The two dishwashers walk away high fiving each other.

“You just saved yourself a lot of money,” Alegre says. “They’ll be dead in an hour. The driver will be leaving four bodies at the landfill.”

Patrice places King Richard and Prince Quentin’s entrees in front of them. He stands nearby, holding a large pepper mill.

Alegre and Dustin watch Patrice from the dining room.

“There’s curare in the pepper mill,” Alegre says.

“This had better work,” Dustin replies, “I’m running out of staff.”

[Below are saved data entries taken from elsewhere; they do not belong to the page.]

//! Name-scoped registry tests.

use std::sync::Arc;
use typefit_solver::{TypeRegistry, TypeStore};

#[test]
fn test_builtin_registry_resolves_classic_names() {
    let store = TypeStore::new();
    let registry = store.builtin_registry();
    assert_eq!(registry.get("string"), Some(store.builtins().string));
    assert_eq!(registry.get("integer"), Some(store.builtins().integer));
    assert_eq!(registry.get("object"), Some(store.builtins().object));
    assert_eq!(registry.get("no-such-type"), None);
}

#[test]
fn test_child_scope_shadows_parent() {
    let mut store = TypeStore::new();
    let parent_registry = Arc::clone(store.builtin_registry());
    let object = store.builtins().object;
    let my_string = store.inherit(object, "string");

    let mut scope = TypeRegistry::with_parent(parent_registry);
    scope.add_type(&store, my_string);

    assert_eq!(scope.get("string"), Some(my_string));
    assert_eq!(scope.get("integer"), Some(store.builtins().integer));
}

#[test]
fn test_reregistering_a_name_shadows_the_earlier_entry() {
    let mut store = TypeStore::new();
    let object = store.builtins().object;
    let first = store.inherit(object, "T");
    let second = store.inherit(object, "T");

    let mut registry = TypeRegistry::new();
    registry.add_type(&store, first);
    registry.add_type(&store, second);

    assert_eq!(registry.get("T"), Some(second));
    assert_eq!(registry.types().count(), 1);
}

#[test]
fn test_anonymous_types_are_not_registered() {
    let mut store = TypeStore::new();
    let object = store.builtins().object;
    let anon = store.inherit(object, "");

    let mut registry = TypeRegistry::new();
    registry.add_type(&store, anon);
    assert_eq!(registry.types().count(), 0);
}

#[test]
fn test_put_registers_under_alias() {
    let mut store = TypeStore::new();
    let object = store.builtins().object;
    let t = store.inherit(object, "LongName");

    let mut registry = TypeRegistry::new();
    registry.put("short", t);
    assert_eq!(registry.get("short"), Some(t));
    assert_eq!(registry.get("LongName"), None);
}
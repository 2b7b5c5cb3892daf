//! Arena node representation of types.
//!
//! Every type is a `TypeDef` stored in a `TypeStore` and addressed by
//! `TypeId`. The variant (`TypeKind`) decides where a node's "parents" come
//! from: inherited types list supertypes, union/intersection types list
//! options, root types have neither.

use crate::facets::Facet;
use bitflags::bitflags;
use rustc_hash::FxHashMap;
use serde_json::Value;
use smallvec::SmallVec;
use typefit_common::TypeId;

bitflags! {
    /// Per-type state bits.
    #[derive(Copy, Clone, Debug, Default, PartialEq, Eq)]
    pub struct TypeFlags: u8 {
        /// Instances of this type may be null.
        const NULLABLE = 1 << 0;
        /// No further automatic subtype edges may be recorded on this type.
        const LOCKED = 1 << 1;
    }
}

/// Structural variant of a type node.
#[derive(Clone, Debug, PartialEq, Eq)]
pub enum TypeKind {
    /// No supertypes. Used for `any` and `nothing`.
    Root,
    /// Explicit supertype list; facets are inherited along these edges.
    Inherited {
        supers: SmallVec<[TypeId; 2]>,
    },
    /// Logical OR over the option types.
    Union {
        options: SmallVec<[TypeId; 2]>,
    },
    /// Logical AND over the option types.
    Intersection {
        options: SmallVec<[TypeId; 2]>,
    },
}

impl TypeKind {
    pub fn kind_name(&self) -> &'static str {
        match self {
            TypeKind::Root => "root",
            TypeKind::Inherited { .. } => "inherited",
            TypeKind::Union { .. } => "union",
            TypeKind::Intersection { .. } => "intersection",
        }
    }
}

/// Declaration context of an anonymous nested type: the property facet it
/// was declared under. Lets `type_path` render a human-readable location
/// for types that have no name of their own.
#[derive(Clone, Debug, PartialEq, Eq)]
pub struct ContextMeta {
    /// Type that declared the property this anonymous type is the range of.
    pub owner: TypeId,
    /// The property (or pattern) name segment.
    pub path_name: String,
}

/// One node of the type graph.
#[derive(Clone, Debug)]
pub struct TypeDef {
    pub(crate) name: Option<String>,
    pub(crate) kind: TypeKind,
    /// Ordered facet list; insertion order is significant for property and
    /// required-flag resolution.
    pub(crate) facets: Vec<Facet>,
    /// Directly known subtypes (reverse edges of `addSuper`).
    pub(crate) sub_types: SmallVec<[TypeId; 4]>,
    pub(crate) flags: TypeFlags,
    /// Open string-keyed side channel. A few well-known keys
    /// (`GLOBAL_EXTRA` et al.) are given meaning by specific components;
    /// the storage itself is unopinionated.
    pub(crate) extras: FxHashMap<String, Value>,
    pub(crate) context: Option<ContextMeta>,
}

impl TypeDef {
    pub(crate) fn new(name: Option<String>, kind: TypeKind) -> Self {
        Self {
            name,
            kind,
            facets: Vec::new(),
            sub_types: SmallVec::new(),
            flags: TypeFlags::empty(),
            extras: FxHashMap::default(),
            context: None,
        }
    }

    pub fn name(&self) -> Option<&str> {
        self.name.as_deref()
    }

    pub fn kind(&self) -> &TypeKind {
        &self.kind
    }

    /// True for inplace types with no name.
    pub fn is_anonymous(&self) -> bool {
        self.name.as_deref().is_none_or(str::is_empty)
    }

    pub fn is_nullable(&self) -> bool {
        self.flags.contains(TypeFlags::NULLABLE)
    }

    pub fn is_locked(&self) -> bool {
        self.flags.contains(TypeFlags::LOCKED)
    }

    /// Facets declared directly on this type, in declaration order.
    pub fn declared_facets(&self) -> &[Facet] {
        &self.facets
    }

    pub fn context(&self) -> Option<&ContextMeta> {
        self.context.as_ref()
    }

    pub fn get_extra(&self, name: &str) -> Option<&Value> {
        self.extras.get(name)
    }
}

/// Ids of the fixed built-in lattice, seeded by `TypeStore::new`.
///
/// Built-ins are singletons per store, pre-registered in the builtin
/// registry and locked immediately after population.
#[derive(Copy, Clone, Debug, PartialEq, Eq)]
pub struct BuiltIns {
    pub any: TypeId,
    pub scalar: TypeId,
    pub object: TypeId,
    pub array: TypeId,
    pub external: TypeId,
    pub number: TypeId,
    pub integer: TypeId,
    pub boolean: TypeId,
    pub string: TypeId,
    pub nil: TypeId,
    pub date_only: TypeId,
    pub time_only: TypeId,
    pub datetime_only: TypeId,
    pub datetime: TypeId,
    pub file: TypeId,
    pub nothing: TypeId,
    pub union: TypeId,
    pub unknown: TypeId,
    pub reference: TypeId,
    pub recurrent: TypeId,
}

Patrice grinds the pepper mill over King Richard’s Ribeye steak. Prince Quentin points at his salad.

“How long?”

“Curare acts more slowly than the other poisons. Hopefully, they won’t die until they’re back at the palace.”

Relieved, the pair heads back to the kitchen.

Princess Enid is in the kitchen, raising a spoonful of watercress and spinach soup to her lips.

“PUT THAT DOWN!” Dustin screams.

Princess Enid gives him a withering look.

“I mean, please put the spoon down, Princess. It could be fatal if you don’t.”

“And it’ll be fatal for you, Crumb, if you ever use that tone on me again.”

Short, with fat, jowly cheeks, a snout-like nose, and a massive maw for a mouth, the spoiled twenty-six-year-old princess is impatient, indignant, and impolite. She is so heavyset that she struggles to breathe, wheezing heavily.

“Are you trying to poison me before I take the throne? Are they dead yet?”

“Sssh, your grace. The staff may hear,” Dustin says.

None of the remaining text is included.